Les Canon à télémètre - Histoire et photos




Leica IIIa (1935)

Ceci est une photo de celui que l'on pourrait considérer comme un inspirateur. Il s'agit du Leica IIIa datant de 1935. Il reste fidèle à l'architecture des tous premiers Leica, eux-mêmes initiateurs de l'appareil 24x36.

La production des Canon à télémètre a d'ailleurs commencé cette même année avec des modèles aujourd'hui introuvables, comme le Kwanon, le Hansa Canon, etc... On ne manquera pas de noter, déjà, une grande similitude de lignes ; similitude pas seulement esthétique, les mécanismes de vitesse étant également très proches. On peut en dire autant de tous les modèles de Canon jusqu'à la fin de la Seconde Guerre Mondiale.

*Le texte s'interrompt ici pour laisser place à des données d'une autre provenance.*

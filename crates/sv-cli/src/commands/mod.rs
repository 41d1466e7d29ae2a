pub mod edit;
pub mod item;
pub mod new;
pub mod roll;
pub mod show;

use std::fs;
use std::path::Path;

use colored::Colorize;
use sv_core::{Actor, ActorId, DocumentStore, MemoryStore};
use sv_mechanics::{FieldCommand, FieldValue, RuleVariant, SheetAction, SystemSettings, dispatch};
use tracing::debug;

use crate::SettingsArgs;

/// Read an actor document into a fresh store.
fn load(path: &Path) -> Result<(MemoryStore, ActorId), String> {
    let text =
        fs::read_to_string(path).map_err(|e| format!("cannot read {}: {e}", path.display()))?;
    let actor: Actor = serde_json::from_str(&text)
        .map_err(|e| format!("invalid actor document {}: {e}", path.display()))?;
    debug!(path = %path.display(), actor = %actor.id, "loaded actor");

    let mut store = MemoryStore::new();
    let id = store.create(actor).map_err(|e| e.to_string())?;
    Ok((store, id))
}

/// Write an actor back to its document.
fn save(store: &MemoryStore, id: ActorId, path: &Path) -> Result<(), String> {
    let actor = store
        .get(id)
        .ok_or_else(|| format!("actor {id} vanished from the store"))?;
    write_actor(actor, path)
}

fn write_actor(actor: &Actor, path: &Path) -> Result<(), String> {
    let mut json = serde_json::to_string_pretty(actor).map_err(|e| e.to_string())?;
    json.push('\n');
    fs::write(path, json).map_err(|e| format!("cannot write {}: {e}", path.display()))
}

/// Settings from `--settings`, then `--variant` and `--threshold-modifier`
/// on top.
fn settings(args: &SettingsArgs) -> Result<SystemSettings, String> {
    let mut settings = match &args.settings {
        Some(path) => SystemSettings::from_path(path).map_err(|e| e.to_string())?,
        None => SystemSettings::default(),
    };
    if let Some(variant) = &args.variant {
        let variant = RuleVariant::parse(variant).ok_or_else(|| {
            format!("unknown rule variant \"{variant}\" (expected standard or house)")
        })?;
        settings = settings.with_variant(variant);
    }
    if let Some(modifier) = args.threshold_modifier {
        settings = settings.with_threshold_modifier(modifier);
    }
    Ok(settings)
}

/// Load `path`, carry out `action`, save, and report what changed.
fn apply_action(path: &Path, action: SheetAction) -> Result<(), String> {
    let (mut store, id) = load(path)?;
    let commands = dispatch(&mut store, id, &action).map_err(|e| e.to_string())?;
    save(&store, id, path)?;
    report(&commands);
    Ok(())
}

fn report(commands: &[FieldCommand]) {
    if commands.is_empty() {
        println!("  {}", "No change.".dimmed());
        return;
    }
    for command in commands {
        println!(
            "  {} {} = {}",
            "set".green(),
            command.field,
            describe(&command.value).bold()
        );
    }
}

fn describe(value: &FieldValue) -> String {
    match value {
        FieldValue::Number(n) => n.to_string(),
        FieldValue::Flag(b) => b.to_string(),
        FieldValue::Attribute(a) => a.key().to_string(),
        FieldValue::Sorcery(Some(kind)) => kind.label().to_string(),
        FieldValue::Sorcery(None) => "none".to_string(),
        FieldValue::Text(s) => format!("\"{s}\""),
        FieldValue::Category(c) => c.label().to_string(),
    }
}
//! Rolled faces and aggregation.

use serde::{Deserialize, Serialize};

use super::SIDES;

/// Faces rolled for a check, in the order they were drawn.
#[derive(Debug, Clone, Default, PartialEq, Eq, Serialize, Deserialize)]
#[serde(transparent)]
pub struct DiceRoll {
    /// Individual faces.
    pub faces: Vec<u8>,
}

impl DiceRoll {
    /// Wrap a list of faces.
    pub fn new(faces: Vec<u8>) -> Self {
        Self { faces }
    }

    /// Count faces at or above the given threshold.
    pub fn count_at_or_above(&self, threshold: i32) -> u32 {
        self.faces
            .iter()
            .filter(|f| i32::from(**f) >= threshold)
            .count() as u32
    }

    /// Count faces showing the maximum value.
    pub fn tens(&self) -> u32 {
        count_tens(&self.faces)
    }

    /// Number of faces.
    pub fn count(&self) -> usize {
        self.faces.len()
    }

    /// Returns true if nothing was rolled.
    pub fn is_empty(&self) -> bool {
        self.faces.is_empty()
    }

    /// Append another round of faces.
    pub fn extend(&mut self, faces: &[u8]) {
        self.faces.extend_from_slice(faces);
    }
}

/// Count faces showing the maximum value in a slice.
pub fn count_tens(faces: &[u8]) -> u32 {
    faces.iter().filter(|f| **f == SIDES).count() as u32
}

impl std::fmt::Display for DiceRoll {
    fn fmt(&self, f: &mut std::fmt::Formatter<'_>) -> std::fmt::Result {
        let values: Vec<String> = self.faces.iter().map(|d| d.to_string()).collect();
        write!(f, "{}", values.join(", "))
    }
}
//! Derived sheet values.
//!
//! [`SheetView`] is what a sheet displays for an actor under the current
//! settings: thresholds, combat attributes resolved through their links, the
//! wound layout, and whether the sorcery section and backlash track show.
//! It is recomputed from the document on every render and never stored.

pub mod track;
pub mod wounds;

pub use track::Track;
pub use wounds::{Circle, WoundGrid, WoundGroup};

use serde::{Deserialize, Serialize};
use sv_core::{Actor, ActorKind, Attribute, CombatAttribute, Skill, SorceryKind};

use crate::config::SystemSettings;
use crate::rules::{RuleVariant, attribute_threshold, skill_threshold};

/// Circles on the backlash track.
pub const BACKLASH_MAX: u32 = 10;

/// A base attribute row.
#[derive(Debug, Clone, Copy, PartialEq, Eq, Serialize, Deserialize)]
pub struct AttributeRow {
    /// Which attribute.
    pub attribute: Attribute,
    /// Rating.
    pub value: u32,
    /// Threshold under the current modifier.
    pub threshold: i32,
}

/// A skill row.
#[derive(Debug, Clone, Copy, PartialEq, Eq, Serialize, Deserialize)]
pub struct SkillRow {
    /// Which skill.
    pub skill: Skill,
    /// Rating.
    pub value: u32,
    /// Tens explode.
    pub specialized: bool,
    /// Only shown in the standard variant.
    pub threshold: Option<i32>,
}

/// A combat attribute row, resolved through its link.
#[derive(Debug, Clone, Copy, PartialEq, Eq, Serialize, Deserialize)]
pub struct CombatRow {
    /// Which combat attribute.
    pub combat: CombatAttribute,
    /// The base attribute it borrows from.
    pub linked: Attribute,
    /// Borrowed rating.
    pub value: u32,
    /// Borrowed threshold.
    pub threshold: i32,
}

/// How wounds are laid out.
#[derive(Debug, Clone, PartialEq, Eq, Serialize, Deserialize)]
#[serde(rename_all = "snake_case")]
pub enum WoundLayout {
    /// Full sheets: groups of circles closed by dramatic stars.
    Grid(WoundGrid),
    /// Henchmen: a single row sized by power.
    Row(Vec<Circle>),
}

/// Everything a sheet displays for one actor.
#[derive(Debug, Clone, PartialEq, Eq, Serialize, Deserialize)]
pub struct SheetView {
    /// Actor name.
    pub name: String,
    /// Sheet type.
    pub kind: ActorKind,
    /// Variant the thresholds were computed under.
    pub variant: RuleVariant,
    /// Base attributes.
    pub attributes: Vec<AttributeRow>,
    /// Skills.
    pub skills: Vec<SkillRow>,
    /// Combat attributes.
    pub combat: Vec<CombatRow>,
    /// Wound layout.
    pub wounds: WoundLayout,
    /// Heroism points.
    pub heroism: u32,
    /// The sorcery section is shown.
    pub show_sorcery: bool,
    /// Backlash, for Sorte practitioners only.
    pub backlash: Option<Track>,
}

impl SheetView {
    /// Compute the view of `actor` under `settings`.
    pub fn build(actor: &Actor, settings: &SystemSettings) -> Self {
        let modifier = settings.threshold_modifier;

        let attributes = Attribute::ALL
            .iter()
            .map(|&attribute| {
                let value = actor.attribute(attribute);
                AttributeRow {
                    attribute,
                    value,
                    threshold: attribute_threshold(value, modifier),
                }
            })
            .collect();

        let skills = Skill::ALL
            .iter()
            .map(|&skill| {
                let rating = actor.skill(skill);
                SkillRow {
                    skill,
                    value: rating.value,
                    specialized: rating.specialized,
                    threshold: (settings.variant == RuleVariant::Standard)
                        .then(|| skill_threshold(rating.value, modifier)),
                }
            })
            .collect();

        let combat = CombatAttribute::ALL
            .iter()
            .map(|&combat| {
                let linked = actor.combat_link(combat);
                let value = actor.attribute(linked);
                CombatRow {
                    combat,
                    linked,
                    value,
                    threshold: attribute_threshold(value, modifier),
                }
            })
            .collect();

        let wounds = match actor.kind {
            ActorKind::Henchman => WoundLayout::Row(wounds::henchman_row(actor)),
            _ => WoundLayout::Grid(WoundGrid::build(actor)),
        };

        let backlash = (actor.sorcery.kind == Some(SorceryKind::Sorte))
            .then(|| Track::new("Contrecoup", actor.sorcery.backlash, BACKLASH_MAX));

        Self {
            name: actor.name.clone(),
            kind: actor.kind,
            variant: settings.variant,
            attributes,
            skills,
            combat,
            wounds,
            heroism: actor.heroism,
            show_sorcery: shows_sorcery(actor),
            backlash,
        }
    }

    /// The row for one attribute.
    pub fn attribute(&self, attribute: Attribute) -> Option<&AttributeRow> {
        self.attributes.iter().find(|r| r.attribute == attribute)
    }

    /// The row for one skill.
    pub fn skill(&self, skill: Skill) -> Option<&SkillRow> {
        self.skills.iter().find(|r| r.skill == skill)
    }

    /// The row for one combat attribute.
    pub fn combat(&self, combat: CombatAttribute) -> Option<&CombatRow> {
        self.combat.iter().find(|r| r.combat == combat)
    }
}

/// Whether the sorcery section shows: the right kind of actor with at least
/// one point in Sorcery.
pub fn shows_sorcery(actor: &Actor) -> bool {
    actor.kind.can_wield_sorcery() && actor.skill(Skill::Sorcery).value > 0
}

#[cfg(test)]
mod tests {
    use super::*;
    use sv_core::SkillRating;

    fn aurore() -> Actor {
        let mut actor = Actor::new(ActorKind::PlayerCharacter, "Aurore");
        actor.attributes.insert(Attribute::Finesse, 3);
        actor.attributes.insert(Attribute::Resolve, 2);
        actor.skills.insert(
            Skill::MeleeWeapons,
            SkillRating {
                value: 2,
                specialized: true,
            },
        );
        actor
    }

    #[test]
    fn attribute_thresholds_apply_modifier() {
        let settings = SystemSettings::default().with_threshold_modifier(1);
        let view = SheetView::build(&aurore(), &settings);
        let finesse = view.attribute(Attribute::Finesse).unwrap();
        assert_eq!(finesse.value, 3);
        assert_eq!(finesse.threshold, 6);
    }

    #[test]
    fn skill_thresholds_only_in_standard_variant() {
        let house = SheetView::build(&aurore(), &SystemSettings::default());
        assert_eq!(house.skill(Skill::MeleeWeapons).unwrap().threshold, None);

        let standard = SystemSettings::default().with_variant(RuleVariant::Standard);
        let view = SheetView::build(&aurore(), &standard);
        let melee = view.skill(Skill::MeleeWeapons).unwrap();
        assert_eq!(melee.threshold, Some(8));
        assert!(melee.specialized);
    }

    #[test]
    fn combat_rows_borrow_linked_values() {
        let view = SheetView::build(&aurore(), &SystemSettings::default());
        let attack = view.combat(CombatAttribute::Attack).unwrap();
        assert_eq!(attack.linked, Attribute::Finesse);
        assert_eq!(attack.value, 3);
        assert_eq!(attack.threshold, 7);
    }

    #[test]
    fn full_sheet_has_grid_henchman_has_row() {
        let view = SheetView::build(&aurore(), &SystemSettings::default());
        match view.wounds {
            WoundLayout::Grid(grid) => assert_eq!(grid.group_size, 2),
            WoundLayout::Row(_) => panic!("expected grid"),
        }

        let mut brute = Actor::new(ActorKind::Henchman, "Brute");
        brute.power = 4;
        let view = SheetView::build(&brute, &SystemSettings::default());
        assert!(matches!(view.wounds, WoundLayout::Row(ref row) if row.len() == 4));
    }

    #[test]
    fn sorcery_visibility() {
        let mut actor = aurore();
        assert!(!shows_sorcery(&actor));
        actor.skills.insert(
            Skill::Sorcery,
            SkillRating {
                value: 1,
                specialized: false,
            },
        );
        assert!(shows_sorcery(&actor));

        actor.kind = ActorKind::Henchman;
        assert!(!shows_sorcery(&actor));
    }

    #[test]
    fn backlash_only_for_sorte() {
        let mut actor = aurore();
        let view = SheetView::build(&actor, &SystemSettings::default());
        assert!(view.backlash.is_none());

        actor.sorcery.kind = Some(SorceryKind::Sorte);
        actor.sorcery.backlash = 3;
        let view = SheetView::build(&actor, &SystemSettings::default());
        let track = view.backlash.unwrap();
        assert_eq!(track.current, 3);
        assert_eq!(track.max, BACKLASH_MAX);

        actor.sorcery.kind = Some(SorceryKind::Glamour);
        assert!(SheetView::build(&actor, &SystemSettings::default()).backlash.is_none());
    }
}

Les photos suivantes représentent le Canon S-II datant de 1948. Comme on peut le constater, la forme est très proche de celle du Leica IIIa. Vu de l'extérieur, la seule différence semble être la présence de facettes là où sur le Leica on voit un superbe arrondi. En lieu et place de la vulcanite du Leica, on trouve une espèce de simili-cuir pouvant aller du satiné au brillant selon l'état de l'appareil ou la provenance du matériau en question.




Canon S II (1948)

Si on laisse de côté les considérations esthétiques, on peut déjà noter un petit avantage pratique du Canon : viseur et télémètre sont rassemblés en une seule fenêtre ; Leica n'y viendra que plus tard avec la série des M, avec d'autres progrès bien plus conséquents, il est vrai. Pour ce qui est de la qualité de fabrication, elle est pratiquement équivalente : peut-être le chrome du Leica est-il plus luxueusement fini, d'un grain plus fin que celui du Canon, sans toutefois atteindre l'extrème beauté de la finition nickelée de certains objectifs Leitz des années 30 ; la vulcanite produit également meilleure impression que le gainage souple et moins stable dans le temps du Canon. À ceci près, la qualité des ajustages et des matériaux employés n'est que de très peu en défaveur des Canon.

La fin des années 50


Canon IV S.B.2 (1954)

En 1954, Canon en est encore à apporter des améliorations diverses au matériel déjà existant. Depuis le S-II de 1948, certaines étaient plus qu'utiles. En particulier, l'idée consistant à rassembler en une seule fenêtre viseur et télémètre fait beaucoup pour l'aspect pratique de l'utilisation de ces appareils. On peut également citer l'apparition d'un viseur à grossissement variable - trois grossissements différents, correspondant à peu près aux focales respectives de 50, 85 et 135 mm. Apparition aussi d'un vrai système de flash, voir la glissière sur le côté gauche de certains appareils : elle constitue une griffe flash et possède un contact permettant la synchronisation. Le IV SB 2, qui sortit cette même année, fut le premier à réunir toutes ces nouvelles caractéristiques qui nous montrent qu'à cette époque, Canon ne pratique déjà plus la copie pure et simple des Leica.


Leica M3 (1954)

D'ailleurs on ne peut pas dire que Leitz lui facilite le travail. En 1954, la firme Allemande sort le M3, qui restera un des sommets (le sommet ?) de l'histoire des appareils à télémètre. Citons pêle-mêle parmi ses caractéristiques : viseur-télémètre multifocal, monture à baionnette, sélection automatique du cadre de visée au montage de l'objectif, possibilité de prévisualiser le champ d'un objectif sans nécessairement le monter, compatibilité totale avec les anciens objectifs à vis (bague d'adaptation vis sur baillonette), toute la gamme des vitesses sur un seul barillet alors que Canon isolera les vitesses lentes sur un deuxième barillet placé sur la face avant des appareils jusqu'en 1956, deux prises de synchro flash (électronique et magnésique), etc... Et pour couronner le tout, une qualité de fabrication et de finition qui restera probablement à jamais inégalée, peut-être même chez Leitz.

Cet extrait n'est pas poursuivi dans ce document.